Only lines that contain the word "match" are to be returned from the data below.

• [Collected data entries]
:::::

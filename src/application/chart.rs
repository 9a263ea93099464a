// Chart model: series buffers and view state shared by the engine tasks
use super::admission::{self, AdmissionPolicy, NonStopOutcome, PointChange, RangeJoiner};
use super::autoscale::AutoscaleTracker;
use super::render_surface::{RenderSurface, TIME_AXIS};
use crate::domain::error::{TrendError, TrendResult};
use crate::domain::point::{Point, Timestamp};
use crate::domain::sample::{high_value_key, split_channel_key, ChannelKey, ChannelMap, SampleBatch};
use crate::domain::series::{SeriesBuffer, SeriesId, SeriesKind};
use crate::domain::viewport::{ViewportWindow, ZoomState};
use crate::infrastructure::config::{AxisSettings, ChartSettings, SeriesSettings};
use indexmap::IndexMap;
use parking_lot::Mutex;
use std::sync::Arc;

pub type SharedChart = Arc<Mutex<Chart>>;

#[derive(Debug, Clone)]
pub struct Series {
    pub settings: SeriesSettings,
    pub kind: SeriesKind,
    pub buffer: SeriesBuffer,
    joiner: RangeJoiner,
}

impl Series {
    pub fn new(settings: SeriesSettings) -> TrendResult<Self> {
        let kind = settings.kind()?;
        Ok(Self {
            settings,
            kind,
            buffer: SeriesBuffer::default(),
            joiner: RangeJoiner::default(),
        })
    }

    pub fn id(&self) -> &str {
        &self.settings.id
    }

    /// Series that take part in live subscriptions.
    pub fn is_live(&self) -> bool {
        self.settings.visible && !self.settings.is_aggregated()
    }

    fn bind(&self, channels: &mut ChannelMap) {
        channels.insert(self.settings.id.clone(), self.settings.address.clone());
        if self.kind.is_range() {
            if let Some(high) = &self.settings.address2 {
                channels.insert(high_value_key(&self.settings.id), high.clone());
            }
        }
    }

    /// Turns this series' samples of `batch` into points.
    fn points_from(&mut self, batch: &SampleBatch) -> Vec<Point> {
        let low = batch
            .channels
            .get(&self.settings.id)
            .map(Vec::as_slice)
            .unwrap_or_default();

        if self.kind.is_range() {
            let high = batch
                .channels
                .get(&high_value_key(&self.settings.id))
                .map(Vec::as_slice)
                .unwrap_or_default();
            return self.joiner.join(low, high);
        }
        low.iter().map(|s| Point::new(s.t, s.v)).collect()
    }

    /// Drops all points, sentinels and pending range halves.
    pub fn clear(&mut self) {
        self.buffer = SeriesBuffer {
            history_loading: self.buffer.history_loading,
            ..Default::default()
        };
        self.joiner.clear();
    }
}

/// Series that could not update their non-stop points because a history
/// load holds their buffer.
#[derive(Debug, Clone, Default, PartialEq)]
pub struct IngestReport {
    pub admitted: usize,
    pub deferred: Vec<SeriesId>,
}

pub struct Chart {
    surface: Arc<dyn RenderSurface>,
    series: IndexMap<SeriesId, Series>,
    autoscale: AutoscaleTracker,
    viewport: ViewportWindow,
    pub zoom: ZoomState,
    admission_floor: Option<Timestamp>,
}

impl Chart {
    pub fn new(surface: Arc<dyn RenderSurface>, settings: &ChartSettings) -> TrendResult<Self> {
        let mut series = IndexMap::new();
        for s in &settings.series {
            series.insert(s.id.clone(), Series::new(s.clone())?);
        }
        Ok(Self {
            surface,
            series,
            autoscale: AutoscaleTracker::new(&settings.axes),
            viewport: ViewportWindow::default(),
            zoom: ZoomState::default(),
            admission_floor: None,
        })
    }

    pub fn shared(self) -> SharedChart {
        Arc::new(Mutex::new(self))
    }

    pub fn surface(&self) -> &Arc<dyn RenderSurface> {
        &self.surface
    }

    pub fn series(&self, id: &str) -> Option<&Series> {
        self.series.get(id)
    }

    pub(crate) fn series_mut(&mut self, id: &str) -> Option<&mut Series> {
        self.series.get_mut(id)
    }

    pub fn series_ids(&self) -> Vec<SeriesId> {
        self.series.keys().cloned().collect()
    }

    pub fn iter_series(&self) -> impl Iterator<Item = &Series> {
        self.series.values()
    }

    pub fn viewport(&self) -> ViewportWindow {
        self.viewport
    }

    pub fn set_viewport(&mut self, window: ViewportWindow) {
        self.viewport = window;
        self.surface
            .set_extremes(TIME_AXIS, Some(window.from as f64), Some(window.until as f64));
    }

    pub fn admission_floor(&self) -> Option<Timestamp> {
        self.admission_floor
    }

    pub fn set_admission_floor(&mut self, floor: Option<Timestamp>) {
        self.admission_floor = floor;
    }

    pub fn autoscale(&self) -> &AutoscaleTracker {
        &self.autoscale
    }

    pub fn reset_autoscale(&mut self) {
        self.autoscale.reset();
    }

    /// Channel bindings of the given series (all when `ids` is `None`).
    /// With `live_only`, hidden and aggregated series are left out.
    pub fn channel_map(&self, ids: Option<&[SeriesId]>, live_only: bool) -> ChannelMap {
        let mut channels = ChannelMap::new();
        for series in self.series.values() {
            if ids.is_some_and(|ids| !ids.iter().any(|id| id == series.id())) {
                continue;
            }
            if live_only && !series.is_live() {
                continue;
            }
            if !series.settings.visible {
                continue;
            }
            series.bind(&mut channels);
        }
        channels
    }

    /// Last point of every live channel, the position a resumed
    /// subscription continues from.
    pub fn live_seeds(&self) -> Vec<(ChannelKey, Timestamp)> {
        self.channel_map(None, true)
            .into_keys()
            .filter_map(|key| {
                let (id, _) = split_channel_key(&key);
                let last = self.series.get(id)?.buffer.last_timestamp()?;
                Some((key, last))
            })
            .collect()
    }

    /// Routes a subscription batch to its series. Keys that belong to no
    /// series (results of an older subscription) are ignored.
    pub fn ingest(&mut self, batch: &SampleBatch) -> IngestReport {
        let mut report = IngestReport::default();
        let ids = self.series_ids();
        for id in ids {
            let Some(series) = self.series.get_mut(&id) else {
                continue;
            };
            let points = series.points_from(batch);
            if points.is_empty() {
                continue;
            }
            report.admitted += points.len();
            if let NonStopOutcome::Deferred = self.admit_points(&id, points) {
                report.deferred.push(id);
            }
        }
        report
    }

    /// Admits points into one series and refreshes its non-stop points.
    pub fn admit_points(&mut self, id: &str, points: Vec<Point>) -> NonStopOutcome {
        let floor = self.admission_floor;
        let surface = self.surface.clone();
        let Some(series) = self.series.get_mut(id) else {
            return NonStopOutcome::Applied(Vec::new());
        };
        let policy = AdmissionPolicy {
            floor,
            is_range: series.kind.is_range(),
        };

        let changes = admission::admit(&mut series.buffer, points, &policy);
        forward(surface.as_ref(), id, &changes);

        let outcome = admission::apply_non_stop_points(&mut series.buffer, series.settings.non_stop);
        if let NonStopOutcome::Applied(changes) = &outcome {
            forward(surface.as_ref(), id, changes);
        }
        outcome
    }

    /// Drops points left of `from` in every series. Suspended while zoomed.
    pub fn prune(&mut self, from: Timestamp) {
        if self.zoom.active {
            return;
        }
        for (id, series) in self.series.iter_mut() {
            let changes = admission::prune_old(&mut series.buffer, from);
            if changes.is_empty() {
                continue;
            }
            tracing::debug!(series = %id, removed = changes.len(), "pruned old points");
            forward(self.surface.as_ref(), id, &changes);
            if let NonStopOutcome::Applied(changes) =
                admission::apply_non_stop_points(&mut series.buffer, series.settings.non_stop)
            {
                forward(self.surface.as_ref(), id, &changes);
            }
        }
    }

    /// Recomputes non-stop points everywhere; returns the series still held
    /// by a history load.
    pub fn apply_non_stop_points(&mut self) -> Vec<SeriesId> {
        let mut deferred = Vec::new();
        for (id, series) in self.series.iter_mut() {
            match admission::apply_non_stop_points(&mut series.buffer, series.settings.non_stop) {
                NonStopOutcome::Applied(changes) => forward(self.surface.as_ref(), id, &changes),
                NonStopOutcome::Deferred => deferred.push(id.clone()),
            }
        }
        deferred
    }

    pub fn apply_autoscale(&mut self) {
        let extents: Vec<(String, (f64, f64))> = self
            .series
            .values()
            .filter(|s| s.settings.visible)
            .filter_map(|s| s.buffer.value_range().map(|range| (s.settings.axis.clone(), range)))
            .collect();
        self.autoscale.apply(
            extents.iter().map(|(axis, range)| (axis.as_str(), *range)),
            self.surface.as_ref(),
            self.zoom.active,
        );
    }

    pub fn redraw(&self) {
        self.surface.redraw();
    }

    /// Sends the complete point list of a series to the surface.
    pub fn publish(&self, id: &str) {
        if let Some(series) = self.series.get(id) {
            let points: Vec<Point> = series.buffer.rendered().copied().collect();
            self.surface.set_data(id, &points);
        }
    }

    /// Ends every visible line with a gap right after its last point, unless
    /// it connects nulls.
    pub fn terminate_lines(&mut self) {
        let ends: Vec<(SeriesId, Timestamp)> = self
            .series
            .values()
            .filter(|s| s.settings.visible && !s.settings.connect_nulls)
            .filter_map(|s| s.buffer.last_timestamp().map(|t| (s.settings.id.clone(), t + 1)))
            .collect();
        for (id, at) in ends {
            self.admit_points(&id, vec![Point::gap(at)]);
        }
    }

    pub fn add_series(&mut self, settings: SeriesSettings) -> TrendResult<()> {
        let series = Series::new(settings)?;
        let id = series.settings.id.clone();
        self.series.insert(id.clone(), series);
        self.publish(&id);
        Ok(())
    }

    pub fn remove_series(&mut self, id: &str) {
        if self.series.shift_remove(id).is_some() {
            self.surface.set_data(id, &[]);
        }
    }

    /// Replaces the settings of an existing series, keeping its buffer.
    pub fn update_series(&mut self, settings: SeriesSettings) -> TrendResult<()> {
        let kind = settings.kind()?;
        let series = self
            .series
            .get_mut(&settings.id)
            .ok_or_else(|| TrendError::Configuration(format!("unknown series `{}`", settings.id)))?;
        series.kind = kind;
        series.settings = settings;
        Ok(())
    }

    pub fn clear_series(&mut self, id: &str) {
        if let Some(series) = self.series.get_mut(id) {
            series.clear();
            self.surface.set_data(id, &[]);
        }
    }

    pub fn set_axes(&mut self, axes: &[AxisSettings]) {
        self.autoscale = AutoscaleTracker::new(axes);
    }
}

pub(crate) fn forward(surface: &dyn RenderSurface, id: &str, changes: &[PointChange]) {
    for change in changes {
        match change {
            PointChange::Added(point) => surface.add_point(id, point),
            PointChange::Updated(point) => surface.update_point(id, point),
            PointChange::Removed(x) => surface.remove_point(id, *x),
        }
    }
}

:::::

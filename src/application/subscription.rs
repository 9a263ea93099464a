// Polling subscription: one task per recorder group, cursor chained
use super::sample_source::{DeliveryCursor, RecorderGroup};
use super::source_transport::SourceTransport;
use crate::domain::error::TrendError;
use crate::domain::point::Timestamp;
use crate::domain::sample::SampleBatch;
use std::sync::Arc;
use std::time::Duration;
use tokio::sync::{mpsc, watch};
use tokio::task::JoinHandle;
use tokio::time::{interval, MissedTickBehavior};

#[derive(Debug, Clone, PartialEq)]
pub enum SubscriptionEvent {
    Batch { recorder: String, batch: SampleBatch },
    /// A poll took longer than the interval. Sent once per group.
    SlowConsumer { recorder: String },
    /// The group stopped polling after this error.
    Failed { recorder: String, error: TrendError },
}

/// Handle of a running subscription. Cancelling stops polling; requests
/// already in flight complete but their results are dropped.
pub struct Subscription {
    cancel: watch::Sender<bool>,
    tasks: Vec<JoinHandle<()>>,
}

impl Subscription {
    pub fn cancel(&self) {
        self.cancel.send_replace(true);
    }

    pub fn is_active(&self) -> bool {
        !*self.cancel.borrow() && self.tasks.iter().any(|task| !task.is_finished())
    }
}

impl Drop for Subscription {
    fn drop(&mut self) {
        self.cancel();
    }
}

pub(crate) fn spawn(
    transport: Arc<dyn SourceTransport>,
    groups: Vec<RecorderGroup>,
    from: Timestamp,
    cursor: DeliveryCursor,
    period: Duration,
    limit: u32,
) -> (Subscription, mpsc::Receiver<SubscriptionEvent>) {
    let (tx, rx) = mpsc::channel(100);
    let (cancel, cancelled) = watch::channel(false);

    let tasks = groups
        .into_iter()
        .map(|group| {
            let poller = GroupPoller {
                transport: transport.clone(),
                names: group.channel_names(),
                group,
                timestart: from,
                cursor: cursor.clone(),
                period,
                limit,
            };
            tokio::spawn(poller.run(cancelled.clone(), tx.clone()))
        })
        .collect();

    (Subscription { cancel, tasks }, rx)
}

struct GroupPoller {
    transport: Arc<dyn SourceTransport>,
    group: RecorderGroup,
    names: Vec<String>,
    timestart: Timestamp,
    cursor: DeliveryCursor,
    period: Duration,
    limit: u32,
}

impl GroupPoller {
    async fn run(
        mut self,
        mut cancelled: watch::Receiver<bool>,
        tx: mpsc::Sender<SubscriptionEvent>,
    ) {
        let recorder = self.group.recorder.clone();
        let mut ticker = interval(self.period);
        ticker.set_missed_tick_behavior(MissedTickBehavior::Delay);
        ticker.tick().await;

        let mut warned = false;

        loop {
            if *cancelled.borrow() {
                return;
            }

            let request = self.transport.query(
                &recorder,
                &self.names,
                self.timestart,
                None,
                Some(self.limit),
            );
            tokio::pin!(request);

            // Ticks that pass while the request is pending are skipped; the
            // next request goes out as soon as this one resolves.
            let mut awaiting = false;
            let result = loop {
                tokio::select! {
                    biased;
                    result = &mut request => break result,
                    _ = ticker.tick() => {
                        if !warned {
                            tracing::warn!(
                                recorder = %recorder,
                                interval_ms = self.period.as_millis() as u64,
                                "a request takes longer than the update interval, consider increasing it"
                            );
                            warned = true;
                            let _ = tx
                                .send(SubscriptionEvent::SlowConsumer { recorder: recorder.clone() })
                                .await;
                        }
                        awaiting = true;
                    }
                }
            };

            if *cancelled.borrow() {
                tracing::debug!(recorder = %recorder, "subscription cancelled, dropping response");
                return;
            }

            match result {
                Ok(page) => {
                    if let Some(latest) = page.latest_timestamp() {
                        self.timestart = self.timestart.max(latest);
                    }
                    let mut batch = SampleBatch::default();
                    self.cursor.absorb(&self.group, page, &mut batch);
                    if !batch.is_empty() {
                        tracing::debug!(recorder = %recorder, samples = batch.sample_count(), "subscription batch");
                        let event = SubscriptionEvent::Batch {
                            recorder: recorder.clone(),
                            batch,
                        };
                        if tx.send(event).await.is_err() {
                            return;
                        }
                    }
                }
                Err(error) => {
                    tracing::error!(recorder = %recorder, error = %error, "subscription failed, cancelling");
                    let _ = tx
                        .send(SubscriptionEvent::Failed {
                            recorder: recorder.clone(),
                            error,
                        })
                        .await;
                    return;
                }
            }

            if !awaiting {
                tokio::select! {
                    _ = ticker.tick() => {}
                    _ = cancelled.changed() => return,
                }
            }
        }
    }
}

:::::

• [YOUR RESPONSE]
            match admission::apply_non_stop_points(&mut series.buffer, series.settings.non_stop) {
        match change {
            match result {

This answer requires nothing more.